//! Authors

use super::{copy_fields, counts_by_year, get, ids_row, items, push_many, ref_id, RowSet, RowSets};
use serde_json::{Map, Value};

pub(super) fn author(id: &str, object: &Map<String, Value>) -> RowSets {
    let mut main = copy_fields(
        id,
        object,
        &[
            "orcid",
            "display_name",
            "display_name_alternatives",
            "works_count",
            "cited_by_count",
            "works_api_url",
            "updated_date",
        ],
    );
    main.insert("last_known_institution".into(), last_known_institution(object));

    let mut sets = RowSets::new();
    sets.insert("authors".into(), RowSet::One(main));
    sets.insert(
        "authors_ids".into(),
        RowSet::One(ids_row(
            "author_id",
            id,
            object,
            &["openalex", "orcid", "scopus", "twitter", "wikipedia", "mag"],
        )),
    );
    push_many(
        &mut sets,
        "authors_counts_by_year",
        counts_by_year("author_id", id, object, &["works_count", "cited_by_count"]),
    );
    sets
}

/// `last_known_institution` was replaced by a `last_known_institutions` list
fn last_known_institution(object: &Map<String, Value>) -> Value {
    match ref_id(&get(object, "last_known_institution")) {
        Value::Null => items(object, "last_known_institutions")
            .map(ref_id)
            .find(|id| !id.is_null())
            .unwrap_or(Value::Null),
        id => id,
    }
}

## What this task involves
Your reply should consist of all the records, restated exactly.

## Written solution
//! Authors

use super::{copy_fields, counts_by_year, get, ids_row, items, push_many, ref_id, RowSet, RowSets};
use serde_json::{Map, Value};

pub(super) fn author(id: &str, object: &Map<String, Value>) -> RowSets {
    let mut main = copy_fields(
        id,
        object,
        &[
            "orcid",
            "display_name",
            "display_name_alternatives",
            "works_count",
            "cited_by_count",
            "works_api_url",
            "updated_date",
        ],
    );
    main.insert("last_known_institution".into(), last_known_institution(object));

    let mut sets = RowSets::new();
    sets.insert("authors".into(), RowSet::One(main));
    sets.insert(
        "authors_ids".into(),
        RowSet::One(ids_row(
            "author_id",
            id,
            object,
            &["openalex", "orcid", "scopus", "twitter", "wikipedia", "mag"],
        )),
    );
    push_many(
        &mut sets,
        "authors_counts_by_year",
        counts_by_year("author_id", id, object, &["works_count", "cited_by_count"]),
    );
    sets
}

/// `last_known_institution` was replaced by a `last_known_institutions` list
fn last_known_institution(object: &Map<String, Value>) -> Value {
    match ref_id(&get(object, "last_known_institution")) {
        Value::Null => items(object, "last_known_institutions")
            .map(ref_id)
            .find(|id| !id.is_null())
            .unwrap_or(Value::Null),
        id => id,
    }
}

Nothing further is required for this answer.